Relating Mental Activity to Cognition
Edwin Hutchins, Cognition_in_the_Wild
Ship navigation involves lots of
numbers . Numbers have to be processed in order to find out where the ship is
and especially to determine where it will be. It is easy to assume that
navigators must be good at arithmetic . When I looked
closely at the practice of navigation , however , I found the navigators
engaged in very few arithmetic tasks. How can that be?

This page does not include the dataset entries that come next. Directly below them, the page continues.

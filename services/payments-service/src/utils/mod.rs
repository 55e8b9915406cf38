// /learnhub-lms/services/payments-service/src/utils/mod.rs
pub mod error;
pub mod validator;
pub mod constants;
pub mod logger;
pub mod cors;
pub mod banner;
pub mod health;

pub use constants::constants::{DEFAULT_PAGE_SIZE, MAX_PAGE_SIZE};
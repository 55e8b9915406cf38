// /learnhub-lms/services/payments-service/src/utils/logger.rs

/// Logger initialization
pub fn init_logger() {
    tracing_subscriber::fmt()
        .with_env_filter(
            tracing_subscriber::EnvFilter::from_default_env()
                .add_directive("payments_service=debug".parse().unwrap())
                .add_directive("tower_http=debug".parse().unwrap())
        )
        .with_target(true)
        .with_line_number(true)
        .init();
}
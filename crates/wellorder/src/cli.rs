use clap::{ArgAction, Args, Parser, Subcommand, ValueEnum};

#[derive(Parser)]
#[command(name = "wellorder")]
#[command(author, version, about)]
#[command(long_about = "Visitation orders and well names for 96- and 384-well microplates.\n\n\
    Examples:\n  \
    wellorder order                      Spiral order of a 96-well plate\n  \
    wellorder map --size 384             Plate map with order labels\n  \
    wellorder order -p serpentine -f json\n  \
    wellorder filter A01,B02,D04         Filtered wells in traversal order\n  \
    wellorder name 7 11                  0-based coordinate to well name")]
#[command(propagate_version = true)]
pub struct Cli {
    #[command(subcommand)]
    pub command: Option<Commands>,

    /// Increase output verbosity (-v for debug, -vv for trace)
    #[arg(short, long, action = ArgAction::Count, global = true)]
    pub verbose: u8,

    /// Suppress non-essential output
    #[arg(short, long, global = true)]
    pub quiet: bool,

    /// Disable colored output
    #[arg(long, global = true)]
    pub no_color: bool,
}

/// Plate selection shared by the ordering commands.
#[derive(Args, Debug, Clone, Default)]
pub struct PlateArgs {
    /// Plate size in wells (96 or 384); defaults to the configured size, then 96
    #[arg(short, long)]
    pub size: Option<u32>,

    /// Traversal pattern (spiral or serpentine); defaults to the configured pattern, then spiral
    #[arg(short, long)]
    pub pattern: Option<String>,
}

#[derive(Subcommand)]
pub enum Commands {
    /// Print the visitation order of every well
    Order {
        #[command(flatten)]
        plate: PlateArgs,

        /// Output format
        #[arg(short, long, value_enum, default_value = "text")]
        format: OutputFormat,
    },

    /// Print a plate map labelled with each well's position in the order
    Map {
        #[command(flatten)]
        plate: PlateArgs,
    },

    /// Convert a 0-based (row, column) coordinate to a well name
    Name {
        /// 0-based row (0 is A)
        row: usize,

        /// 0-based column (0 is 01)
        col: usize,

        /// Plate size in wells (96 or 384)
        #[arg(short, long)]
        size: Option<u32>,
    },

    /// Decode a well name into its row and column
    Parse {
        /// Well name, e.g. B07
        well: String,
    },

    /// Print a comma-separated well list in traversal order
    Filter {
        /// Wells to keep, e.g. "A01,B02,D04"
        wells: String,

        #[command(flatten)]
        plate: PlateArgs,
    },

    /// Verify every supported plate size and pattern
    Check,

    /// View and modify configuration
    Config {
        #[command(subcommand)]
        command: ConfigCommands,
    },

    /// Generate shell completions
    Completion {
        /// Target shell
        #[arg(value_enum)]
        shell: Shell,
    },

    /// Show version information
    Version,
}

#[derive(Subcommand)]
pub enum ConfigCommands {
    /// Display current configuration
    Show,

    /// Set a configuration value
    Set {
        /// Configuration key (defaults.plate_size, defaults.pattern)
        key: String,

        /// Value to set
        value: String,
    },
}

#[derive(Clone, Copy, Debug, PartialEq, Eq, ValueEnum)]
pub enum OutputFormat {
    Text,
    Json,
    Yaml,
}

#[derive(Clone, ValueEnum)]
pub enum Shell {
    Bash,
    Zsh,
    Fish,
    Powershell,
}

impl Cli {
    pub fn run(self) -> anyhow::Result<()> {
        match self.command {
            Some(Commands::Order { plate, format }) => crate::commands::order::run(&plate, format),
            Some(Commands::Map { plate }) => crate::commands::map::run(&plate, !self.no_color),
            Some(Commands::Name { row, col, size }) => {
                crate::commands::codec::name(row, col, size)
            }
            Some(Commands::Parse { well }) => crate::commands::codec::parse(&well),
            Some(Commands::Filter { wells, plate }) => {
                crate::commands::filter::run(&wells, &plate)
            }
            Some(Commands::Check) => crate::commands::check::run(self.quiet),
            Some(Commands::Config { command }) => crate::commands::config::run(command),
            Some(Commands::Completion { shell }) => {
                crate::commands::completion::run(shell);
                Ok(())
            }
            Some(Commands::Version) => {
                println!("wellorder {}", env!("CARGO_PKG_VERSION"));
                Ok(())
            }
            None => {
                use clap::CommandFactory;
                let mut cmd = Self::command();
                cmd.print_help()?;
                println!();
                Ok(())
            }
        }
    }
}
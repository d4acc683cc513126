use anyhow::{Context, Result};
use log::info;
use wellorder::WellFilter;

use crate::cli::PlateArgs;

pub fn run(wells: &str, plate: &PlateArgs) -> Result<()> {
    let (size, pattern) = super::resolve_plate(plate)?;
    let filter = WellFilter::parse(wells, size.geometry())
        .with_context(|| format!("Invalid well filter for a {size}-well plate"))?;
    if filter.is_empty() {
        anyhow::bail!("Well filter is empty");
    }

    let order = wellorder::compute_order(size, pattern)?;
    let selected = filter.apply(&order)?;
    info!("{} of {} wells selected", selected.len(), order.len());

    for (label, well) in selected {
        println!("{label}\t{well}");
    }
    Ok(())
}
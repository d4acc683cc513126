//! Visitation orders and well names for 96- and 384-well microplates.
//!
//! ```
//! use wellorder::spiral_order;
//!
//! let order = spiral_order(96).unwrap();
//! assert_eq!(order.len(), 96);
//! assert_eq!(order.wells()[0], "A01");
//! assert_eq!(order.label_of("B12"), Some(13));
//! ```

pub mod plate;

pub use plate::codec::{
    col_number_from_well_name, normalize_well_name, parse_well_name, row_number_from_well_name,
    well_name,
};
pub use plate::error::{ErrorKind, PlateError};
pub use plate::filter::WellFilter;
pub use plate::render::render_plate_map;
pub use plate::types::{PlateGeometry, PlateSize, TraversalPattern, WellCoordinate, WellOrder};
pub use plate::{OrderCache, compute_order, order_for, resolve_geometry, spiral_order};
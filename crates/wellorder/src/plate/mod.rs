pub mod codec;
pub mod error;
pub mod filter;
pub mod render;
pub mod traversal;
pub mod types;

#[cfg(test)]
mod tests;

use std::collections::HashMap;
use std::sync::{Arc, Mutex, PoisonError};

use log::{debug, trace};

use error::Result;
use traversal::{path_to_names, serpentine_coordinates, spiral_coordinates};
use types::{PlateGeometry, PlateSize, TraversalPattern, WellOrder};

/// Row/column layout for a plate size given as a well count (96 or 384).
pub fn resolve_geometry(size: u32) -> Result<PlateGeometry> {
    PlateSize::try_from(size).map(PlateSize::geometry)
}

/// Compute the visitation order of every well on a plate.
///
/// The result depends only on the two arguments; see [`OrderCache`] for reuse.
pub fn compute_order(size: PlateSize, pattern: TraversalPattern) -> Result<WellOrder> {
    let geometry = size.geometry();
    let path = match pattern {
        TraversalPattern::Spiral => spiral_coordinates(geometry),
        TraversalPattern::Serpentine => serpentine_coordinates(geometry),
    };
    debug!(
        "computed {} order for {}-well plate ({} wells)",
        pattern,
        size,
        path.len()
    );
    Ok(WellOrder::new(size, pattern, path_to_names(&path)?))
}

/// [`compute_order`] from loosely typed input, as read from a command line or a
/// config file. Fails for sizes other than 96/384 and unknown pattern names.
pub fn order_for(size: u32, pattern: &str) -> Result<WellOrder> {
    let size = PlateSize::try_from(size)?;
    let pattern = pattern.parse()?;
    compute_order(size, pattern)
}

/// Spiral order for a plate size given as a well count.
pub fn spiral_order(size: u32) -> Result<WellOrder> {
    compute_order(PlateSize::try_from(size)?, TraversalPattern::Spiral)
}

/// Memoized orders, keyed by plate size and pattern.
///
/// Safe to share between threads; each order is computed at most once per cache.
#[derive(Debug, Default)]
pub struct OrderCache {
    orders: Mutex<HashMap<(PlateSize, TraversalPattern), Arc<WellOrder>>>,
}

impl OrderCache {
    pub fn new() -> Self {
        Self::default()
    }

    /// Cached order for the key, computing it on first use.
    pub fn get(&self, size: PlateSize, pattern: TraversalPattern) -> Result<Arc<WellOrder>> {
        let mut orders = self.orders.lock().unwrap_or_else(PoisonError::into_inner);
        if let Some(order) = orders.get(&(size, pattern)) {
            trace!("order cache hit for {size}/{pattern}");
            return Ok(Arc::clone(order));
        }
        let order = Arc::new(compute_order(size, pattern)?);
        orders.insert((size, pattern), Arc::clone(&order));
        Ok(order)
    }

    /// Number of cached orders.
    pub fn len(&self) -> usize {
        self.orders
            .lock()
            .unwrap_or_else(PoisonError::into_inner)
            .len()
    }

    pub fn is_empty(&self) -> bool {
        self.len() == 0
    }
}
use super::codec::format_well;
use super::error::Result;
use super::types::{Direction, PlateGeometry, WellCoordinate};

/// Visitation index for each well of one traversal, `None` while unvisited.
///
/// Lives for a single traversal call and is never shared.
struct VisitedGrid {
    geometry: PlateGeometry,
    order: Vec<Option<usize>>,
    next: usize,
}

impl VisitedGrid {
    fn new(geometry: PlateGeometry) -> Self {
        Self {
            geometry,
            order: vec![None; geometry.len()],
            next: 0,
        }
    }

    fn is_visited(&self, coord: WellCoordinate) -> bool {
        self.geometry
            .index_of(coord)
            .is_some_and(|i| self.order[i].is_some())
    }

    /// Mark an in-bounds, unvisited coordinate and return its visitation index.
    fn visit(&mut self, coord: WellCoordinate) -> Option<usize> {
        let i = self.geometry.index_of(coord)?;
        if self.order[i].is_some() {
            return None;
        }
        let index = self.next;
        self.order[i] = Some(index);
        self.next += 1;
        Some(index)
    }

    fn visited_count(&self) -> usize {
        self.next
    }
}

/// One pending step of the spiral: enter `coord` while travelling in `direction`.
#[derive(Debug, Clone, Copy)]
struct Frame {
    direction: Direction,
    coord: WellCoordinate,
}

/// Inward spiral over the plate, starting at `A01` heading right.
///
/// Each entered well is numbered, then the walk continues into the travel
/// direction's candidate list (see [`Direction::spiral_candidates`]). Targets that
/// are off the plate or already visited are skipped. The explicit stack yields the
/// same pre-order as the equivalent recursive flood fill: candidates are pushed in
/// reverse so the highest-priority one is popped first.
pub fn spiral_coordinates(geometry: PlateGeometry) -> Vec<WellCoordinate> {
    let mut visited = VisitedGrid::new(geometry);
    let mut path = Vec::with_capacity(geometry.len());
    let mut stack = vec![Frame {
        direction: Direction::Right,
        coord: WellCoordinate::new(0, 0),
    }];

    while let Some(frame) = stack.pop() {
        if !geometry.contains(frame.coord) || visited.is_visited(frame.coord) {
            continue;
        }
        visited.visit(frame.coord);
        path.push(frame.coord);

        for &dir in frame.direction.spiral_candidates().iter().rev() {
            // Stepping off the top or left edge yields no frame at all.
            if let Some(coord) = frame.coord.step(dir) {
                stack.push(Frame {
                    direction: dir,
                    coord,
                });
            }
        }
    }

    debug_assert_eq!(visited.visited_count(), path.len());
    path
}

/// Row-by-row walk that reverses direction on every row: `A01..A12`, `B12..B01`, ...
pub fn serpentine_coordinates(geometry: PlateGeometry) -> Vec<WellCoordinate> {
    let mut path = Vec::with_capacity(geometry.len());
    for row in 0..geometry.rows() {
        if row % 2 == 0 {
            path.extend((0..geometry.cols()).map(|col| WellCoordinate::new(row, col)));
        } else {
            path.extend(
                (0..geometry.cols())
                    .rev()
                    .map(|col| WellCoordinate::new(row, col)),
            );
        }
    }
    path
}

/// Render a coordinate path as well names.
pub fn path_to_names(path: &[WellCoordinate]) -> Result<Vec<String>> {
    path.iter().map(|&c| format_well(c)).collect()
}
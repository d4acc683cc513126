use super::*;
use crate::plate::render::render_plate_map;

#[test]
fn plate_map_96_spiral() {
    let order = spiral_order(96).unwrap();
    let map = render_plate_map(&order, false).unwrap();
    let lines: Vec<&str> = map.lines().collect();
    assert_eq!(lines.len(), 9);
    assert_eq!(lines[0], "  01 02 03 04 05 06 07 08 09 10 11 12");
    assert_eq!(lines[1], "A  1  2  3  4  5  6  7  8  9 10 11 12");
    assert_eq!(lines[8], "H 30 29 28 27 26 25 24 23 22 21 20 19");
}

#[test]
fn plate_map_384_widens_cells() {
    let order = spiral_order(384).unwrap();
    let map = render_plate_map(&order, false).unwrap();
    let lines: Vec<&str> = map.lines().collect();
    assert_eq!(lines.len(), 17);
    assert!(lines[0].starts_with("   01  02"));
    assert!(lines[1].starts_with("A   1   2   3"));
    assert!(lines[16].starts_with('P'));
    assert!(lines.iter().all(|l| l.len() == 1 + 24 * 4));
}

#[test]
fn plate_map_serpentine() {
    let order = order(PlateSize::Wells96, TraversalPattern::Serpentine);
    let map = render_plate_map(&order, false).unwrap();
    let line_b = map.lines().nth(2).unwrap();
    assert_eq!(line_b, "B 24 23 22 21 20 19 18 17 16 15 14 13");
}

#[test]
fn plate_map_colored_keeps_layout() {
    let order = spiral_order(96).unwrap();
    let map = render_plate_map(&order, true).unwrap();
    assert_eq!(map.lines().count(), 9);
    assert!(map.ends_with('\n'));
    for letter in ["A", "D", "H"] {
        assert!(map.lines().any(|l| l.contains(letter)));
    }
    assert!(map.contains(" 96"));
}
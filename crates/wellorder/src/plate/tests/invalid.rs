use super::*;
use crate::plate::error::{ErrorKind, PlateError};
use crate::plate::{order_for, resolve_geometry};

#[test]
fn unsupported_plate_size() {
    let err = resolve_geometry(100).unwrap_err();
    assert_eq!(err, PlateError::UnsupportedPlateSize(100));
    assert_eq!(err.kind(), ErrorKind::InvalidConfiguration);
}

#[test]
fn no_silent_default_size() {
    for size in [0, 1, 6, 24, 95, 97, 1536] {
        assert!(resolve_geometry(size).is_err(), "size {size} accepted");
        assert!(spiral_order(size).is_err(), "size {size} produced an order");
    }
}

#[test]
fn supported_geometries() {
    let g96 = resolve_geometry(96).unwrap();
    assert_eq!((g96.rows(), g96.cols()), (8, 12));
    let g384 = resolve_geometry(384).unwrap();
    assert_eq!((g384.rows(), g384.cols()), (16, 24));
    for size in PlateSize::ALL {
        assert_eq!(size.geometry().len() as u32, size.well_count());
    }
}

#[test]
fn unknown_pattern_is_an_error() {
    let err = order_for(96, "zigzag").unwrap_err();
    assert_eq!(err, PlateError::UnknownPattern("zigzag".to_string()));
    assert_eq!(err.kind(), ErrorKind::InvalidConfiguration);
    assert!(order_for(96, "").is_err());
}

#[test]
fn pattern_names_are_case_insensitive() {
    assert_eq!(order_for(96, "SPIRAL").unwrap(), spiral_order(96).unwrap());
    assert_eq!(
        order_for(384, "Serpentine").unwrap().pattern(),
        TraversalPattern::Serpentine
    );
}

#[test]
fn size_checked_before_pattern() {
    assert_eq!(
        order_for(100, "zigzag").unwrap_err(),
        PlateError::UnsupportedPlateSize(100)
    );
}

#[test]
fn error_messages_name_the_input() {
    assert!(
        PlateError::UnsupportedPlateSize(100)
            .to_string()
            .contains("100")
    );
    assert!(
        PlateError::MalformedWellName("X9Y".into())
            .to_string()
            .contains("X9Y")
    );
    assert_eq!(ErrorKind::InvalidConfiguration.to_string(), "invalid_configuration");
}
pub mod check;
pub mod codec;
pub mod completion;
pub mod config;
pub mod filter;
pub mod map;
pub mod order;

use anyhow::Result;
use log::debug;
use wellorder::{PlateSize, TraversalPattern};

use crate::cli::PlateArgs;
use crate::config::Config;

/// Plate size and pattern for a command: flags first, then the config file,
/// then 96 wells / spiral.
pub fn select_plate(args: &PlateArgs, config: &Config) -> Result<(PlateSize, TraversalPattern)> {
    let size = match args.size {
        Some(size) => PlateSize::try_from(size)?,
        None => config.plate_size().unwrap_or(PlateSize::Wells96),
    };
    let pattern = match &args.pattern {
        Some(pattern) => pattern.parse()?,
        None => config.pattern().unwrap_or(TraversalPattern::Spiral),
    };
    debug!("selected {size}-well plate, {pattern} pattern");
    Ok((size, pattern))
}

/// [`select_plate`] against the user's config file.
pub fn resolve_plate(args: &PlateArgs) -> Result<(PlateSize, TraversalPattern)> {
    select_plate(args, &Config::load_or_default()?)
}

It must be evident by now that the
computations performed by the navigation system are not equivalent to the
cognitive tasks facing the individual members of the navigation team. It is
possible to describe the computations performed by the navigation team without
recourse to the cognitive abilities or activities of the individual members of
the team.
The navigation system combines
one-dimensional constraints to fix a ship's position . The members of the navigation
team read scales and translate spoken representations into written ones. The navigation
system computes distance from rate and time , while the members of the team
imagine four –digit numbers as two -digit numbers .
The
computations that are performed by the navigation system are a side effect of
the cognitive activity
of the members of the navigation team. The tools of the trade both define the
tasks that are faced by the navigators and, in their operation , actually carry
out the computations .
As we have seen, the very same
computation can be implemented many ways, each implementation placing vastly
different cognitive demands on the task performer .
I argued
above that the naive notion of these tools as amplifiers of cognitive activity
was mistaken . Is a written procedure an amplifier of memory ? Not if the task
performer never knew the procedure .
Then , and
always , the functional system that performs the task is a constellation of
structured representational media that are brought into coordination with one
another .
These
tools permit us to transform difficult tasks into ones that can be done by
pattern matching , by the manipulation of simple physical systems, or by mental
simulations of manipulations of simple physical systems. These tools are
useful precisely because the cognitive processes required to manipulate them
are not the computational processes accomplished by their manipulation .
The computational constituents of the problem have been built into the physical
structure of the tools .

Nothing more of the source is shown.